The deliveryman is a very important personage these days. He should know the city well and also know a great many of the residents. Never send a load of twenty or thirty different deliveries with one man. It is waste of time. The driver knows the route to save time, and the house in most cases, and tells his helper that, "Here is Mrs. Brown's, who gets that lily and that deutzia," and while the less valuable man is waiting for Mary Ann or Kate to receive the plants the driver is studying out his next call. Drivers or de-liverymen are just like those of any other calling; there are good and bad, but a good one is a jewel. Only smile at calamities that can't be helped, such as hail storms or cyclones, but swear to your heart's content at the lubber who comes home with damaged plants and says, "The lilies blowed over and I let that big azalea fall."
There are always a great number of plants that you are reasonably sure you will sell, and these should all have their pots washed a day or two ahead. Nothing can be more disgusting than a greasy, dirty pot, and no plant should be delivered, however cheap, or warm the weather, without some wrapping paper around the pot.
The lily certainly occupies the most important place among Easter plants. The Japan grown longiflorum is the favorite; a single plant in a 5-inch or 6-inch pot or three plants in an 8-inch. It is seldom that the longiflo-rums are too early, and should they be a week or ten days ahead of time they keep finely in a cool, shaded house, but should not be put there till at least one flower is open or the whole plant and buds will get stunted.

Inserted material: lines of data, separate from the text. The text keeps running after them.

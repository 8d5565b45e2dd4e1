//! Error types for the chat core.

use guidechat_proto::{Command, ProtocolError};
use thiserror::Error;

use crate::connection::ConnectionStatus;

/// Errors that can occur during connection state machine operations.
#[derive(Error, Debug, Clone, PartialEq, Eq)]
pub enum ConnectionError {
    /// Publish attempted while not connected. Nothing was queued.
    #[error("not connected (status {status:?})")]
    NotConnected {
        /// Status when the publish was attempted
        status: ConnectionStatus,
    },

    /// Invalid state transition attempted
    #[error("invalid state transition: cannot {operation} from {status:?}")]
    InvalidState {
        /// Current status when error occurred
        status: ConnectionStatus,
        /// Operation that was attempted
        operation: &'static str,
    },

    /// Received a frame that makes no sense in the current status
    #[error("unexpected {command} frame in status {status:?}")]
    UnexpectedFrame {
        /// Current status when frame was received
        status: ConnectionStatus,
        /// Command of the unexpected frame
        command: Command,
    },

    /// Frame encoding or parsing failed
    #[error("protocol error: {0}")]
    Protocol(#[from] ProtocolError),
}

impl ConnectionError {
    /// Returns true if the operation may succeed once the connection recovers.
    ///
    /// A publish rejected for lack of a connection can be retried after the
    /// reconnect completes. Protocol violations never become valid by waiting.
    pub fn is_transient(&self) -> bool {
        matches!(self, Self::NotConnected { .. })
    }
}

#[cfg(test)]
mod tests {
    use super::*;

    #[test]
    fn only_not_connected_is_transient() {
        assert!(ConnectionError::NotConnected { status: ConnectionStatus::Connecting }.is_transient());
        assert!(!ConnectionError::Protocol(ProtocolError::InvalidUtf8).is_transient());
    }
}
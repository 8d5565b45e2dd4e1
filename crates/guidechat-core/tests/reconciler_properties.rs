//! Property-based tests for message reconciliation.
//!
//! Live messages may arrive before, during or after the history fetch and may
//! be redelivered. Whatever the interleaving, the displayed sequence must put
//! history first and never show the same server identifier twice.

use std::collections::HashSet;

use guidechat_core::MessageReconciler;
use guidechat_proto::ChatMessage;
use proptest::prelude::*;

fn message(id: u64) -> ChatMessage {
    ChatMessage { id: Some(id), room_id: 1, sender_id: 1, content: format!("m{id}"), created_at: None }
}

proptest! {
    #[test]
    fn prop_history_precedes_live_and_ids_unique(
        history in prop::collection::btree_set(1u64..50, 0..10),
        live in prop::collection::vec(1u64..80, 0..20),
        early in 0usize..20,
    ) {
        let history: Vec<u64> = history.into_iter().collect();
        let early = early.min(live.len());

        let mut reconciler = MessageReconciler::new();
        for id in &live[..early] {
            reconciler.append(message(*id));
        }
        reconciler.initialize(history.iter().copied().map(message).collect());
        for id in &live[early..] {
            reconciler.append(message(*id));
        }

        let shown: Vec<u64> = reconciler.snapshot().iter().filter_map(|m| m.id).collect();

        prop_assert_eq!(&shown[..history.len()], &history[..]);

        let unique: HashSet<u64> = shown.iter().copied().collect();
        prop_assert_eq!(unique.len(), shown.len());

        let expected: HashSet<u64> = history.iter().chain(live.iter()).copied().collect();
        prop_assert_eq!(unique, expected);
    }

    #[test]
    fn prop_reset_forgets_everything(ids in prop::collection::vec(1u64..20, 0..20)) {
        let mut reconciler = MessageReconciler::new();
        reconciler.initialize(ids.iter().copied().map(message).collect());
        reconciler.reset();
        reconciler.initialize(ids.iter().copied().map(message).collect());

        let unique: HashSet<u64> = ids.iter().copied().collect();
        prop_assert_eq!(reconciler.len(), unique.len());
    }
}
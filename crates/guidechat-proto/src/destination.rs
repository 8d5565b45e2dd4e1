//! Broker destinations for room chat.
//!
//! Live messages for a room fan out on `/topic/userchat/{roomId}`; clients
//! publish to `/pub/userchat/{roomId}/messages`.

use crate::RoomId;

/// Prefix of per-room subscription topics.
pub const TOPIC_PREFIX: &str = "/topic/userchat/";

/// Prefix of per-room publish destinations.
pub const PUBLISH_PREFIX: &str = "/pub/userchat/";

/// Topic carrying live messages for `room_id`.
pub fn room_topic(room_id: RoomId) -> String {
    format!("{TOPIC_PREFIX}{room_id}")
}

/// Destination that accepts new messages for `room_id`.
pub fn room_publish(room_id: RoomId) -> String {
    format!("{PUBLISH_PREFIX}{room_id}/messages")
}

/// Room addressed by a topic destination. `None` for any other destination.
pub fn room_of_topic(destination: &str) -> Option<RoomId> {
    destination.strip_prefix(TOPIC_PREFIX)?.parse().ok()
}

#[cfg(test)]
mod tests {
    use super::*;

    #[test]
    fn destinations_for_room() {
        assert_eq!(room_topic(42), "/topic/userchat/42");
        assert_eq!(room_publish(42), "/pub/userchat/42/messages");
    }

    #[test]
    fn topic_parses_back_to_room() {
        assert_eq!(room_of_topic(&room_topic(7)), Some(7));
        assert_eq!(room_of_topic("/topic/other/7"), None);
        assert_eq!(room_of_topic("/topic/userchat/7/extra"), None);
    }
}
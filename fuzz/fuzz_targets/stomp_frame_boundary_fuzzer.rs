//! Fuzz target for STOMP frame boundary conditions
//!
//! Body framing is the part of the decoder an untrusted broker controls most
//! directly: `content-length` against the actual body, NUL bytes inside
//! bodies, and headers needing escapes.
//!
//! # Strategy
//!
//! - Content length: absent, exact, short, long, over the body cap, garbage
//! - Bodies with and without embedded NULs
//! - Structured frames with arbitrary header values, encoded then decoded
//!
//! # Invariants
//!
//! - A declared length over `MAX_BODY_SIZE` MUST return `BodyTooLarge`
//! - An exact declared length MUST decode to exactly the declared body
//! - Any frame that encodes MUST decode back to the same command, body and
//!   header values
//! - Never panic

#![no_main]

use arbitrary::Arbitrary;
use guidechat_proto::{Command, Frame, Inbound, ProtocolError, decode};
use libfuzzer_sys::fuzz_target;

const MAX_BODY_SIZE: usize = 1024 * 1024;

const COMMANDS: [Command; 15] = [
    Command::Connect,
    Command::Stomp,
    Command::Send,
    Command::Subscribe,
    Command::Unsubscribe,
    Command::Ack,
    Command::Nack,
    Command::Begin,
    Command::Commit,
    Command::Abort,
    Command::Disconnect,
    Command::Connected,
    Command::Message,
    Command::Receipt,
    Command::Error,
];

const HEADER_NAMES: [&str; 5] = ["id", "destination", "subscription", "message", "x-trace"];

#[derive(Debug, Clone, Arbitrary)]
enum ContentLength {
    Absent,
    Exact,
    Short(u8),
    Long(u8),
    OverMax(u16),
    Garbage(String),
}

#[derive(Debug, Clone, Arbitrary)]
enum Case {
    RawMessage { length: ContentLength, body: Vec<u8> },
    Structured { command: u8, headers: Vec<(u8, String)>, body: Vec<u8> },
}

fuzz_target!(|case: Case| {
    match case {
        Case::RawMessage { length, body } => raw_message(&length, &body),
        Case::Structured { command, headers, body } => structured(command, headers, body),
    }
});

fn raw_message(length: &ContentLength, body: &[u8]) {
    if body.len() > MAX_BODY_SIZE {
        return;
    }

    let declared = match length {
        ContentLength::Absent => None,
        ContentLength::Exact => Some(body.len().to_string()),
        ContentLength::Short(n) => Some(body.len().saturating_sub(usize::from(*n) + 1).to_string()),
        ContentLength::Long(n) => Some((body.len() + usize::from(*n) + 1).to_string()),
        ContentLength::OverMax(n) => Some((MAX_BODY_SIZE + 1 + usize::from(*n)).to_string()),
        ContentLength::Garbage(s) => Some(s.replace(['\n', '\r'], "")),
    };

    let mut input = b"MESSAGE\nsubscription:sub-0\n".to_vec();
    if let Some(declared) = &declared {
        input.extend_from_slice(format!("content-length:{declared}\n").as_bytes());
    }
    input.push(b'\n');
    input.extend_from_slice(body);
    input.push(0);

    let result = decode(&input);
    match length {
        ContentLength::OverMax(_) => {
            assert!(matches!(result, Err(ProtocolError::BodyTooLarge { .. })), "{result:?}");
        },
        ContentLength::Exact => {
            let items = result.expect("exact content-length decodes");
            let Some(Inbound::Frame(frame)) = items.first() else {
                panic!("expected a frame, got {items:?}");
            };
            assert_eq!(&frame.body[..], body);
        },
        _ => {},
    }
}

fn structured(command: u8, headers: Vec<(u8, String)>, body: Vec<u8>) {
    let command = COMMANDS[usize::from(command) % COMMANDS.len()];
    let mut frame = Frame::new(command);
    for (name, value) in &headers {
        frame = frame.with_header(HEADER_NAMES[usize::from(*name) % HEADER_NAMES.len()], value.as_str());
    }
    let frame = frame.with_body(body);

    let mut buf = Vec::new();
    if frame.encode(&mut buf).is_err() {
        return;
    }

    let items = decode(&buf).expect("encoded frame decodes");
    assert_eq!(items.len(), 1, "{items:?}");
    let Some(Inbound::Frame(decoded)) = items.into_iter().next() else {
        panic!("expected a frame");
    };

    assert_eq!(decoded.command, frame.command);
    assert_eq!(decoded.body, frame.body);
    for (name, _) in frame.headers() {
        assert_eq!(decoded.header(name), frame.header(name), "header {name}");
    }
}
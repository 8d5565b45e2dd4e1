//! Observable session state types.
//!
//! These are the "View Model" of a chat room: what the presentation layer
//! needs to render status and messages without reaching into the connection
//! or reconciler.

use guidechat_proto::{ChatMessage, RoomId, UserId};

/// Label attached to every in-flight request and transport link.
///
/// The generation increases on every room selection, so a result tagged for an
/// earlier selection of the *same* room is still recognised as stale.
#[derive(Debug, Clone, Copy, PartialEq, Eq, Hash)]
pub struct SessionTag {
    /// Room the request was issued for.
    pub room_id: RoomId,
    /// Selection counter at issue time.
    pub generation: u64,
}

/// Room session lifecycle.
#[derive(Debug, Clone, PartialEq, Eq)]
pub enum SessionState {
    /// No room selected.
    Idle,
    /// History fetch in flight.
    Loading,
    /// History shown; broker handshake in flight or reconnecting.
    Connecting,
    /// Connected and subscribed; sending is allowed.
    Active,
    /// Broker rejected the session. History stays visible; re-select the
    /// room to retry.
    Failed,
    /// Room could not be loaded. Terminal for this selection.
    Unavailable(Unavailability),
    /// View torn down. All further events are ignored.
    Closed,
}

/// Why a room could not be loaded.
#[derive(Debug, Clone, PartialEq, Eq)]
pub enum Unavailability {
    /// Room does not exist or is not visible to this user.
    NotFound,
    /// Fetch failed for another reason.
    Failed(String),
}

/// Rendering side of a message relative to the current user.
#[derive(Debug, Clone, Copy, PartialEq, Eq)]
pub enum MessageSide {
    /// Written by the current user.
    Sent,
    /// Written by someone else.
    Received,
}

impl MessageSide {
    /// Side of `message` for `current_user`. Unknown users see everything as
    /// received.
    pub fn of(message: &ChatMessage, current_user: Option<UserId>) -> Self {
        if current_user == Some(message.sender_id) { Self::Sent } else { Self::Received }
    }
}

Azaleas are next in importance and perhaps in value of plants sold equal the lilies. There is no excuse for having the azaleas out of date, because they can be kept almost to the freezing point during winter and open quickly when put into a heat of 60 degrees at night. There is always a good demand for azaleas from Christmas on, but don't have many left after Easter, for people have seen so many then that they are tired of them.
The Ghent or hardy deciduous azaleas want five or six weeks in a moderately warm house. They are very attractive and do not drop their flowers at Easter, as they do later in warmer weather, and the colors are such beautiful shades of yellow, orange, red and pink that when decorated with suitable crepe paper they sold well last year.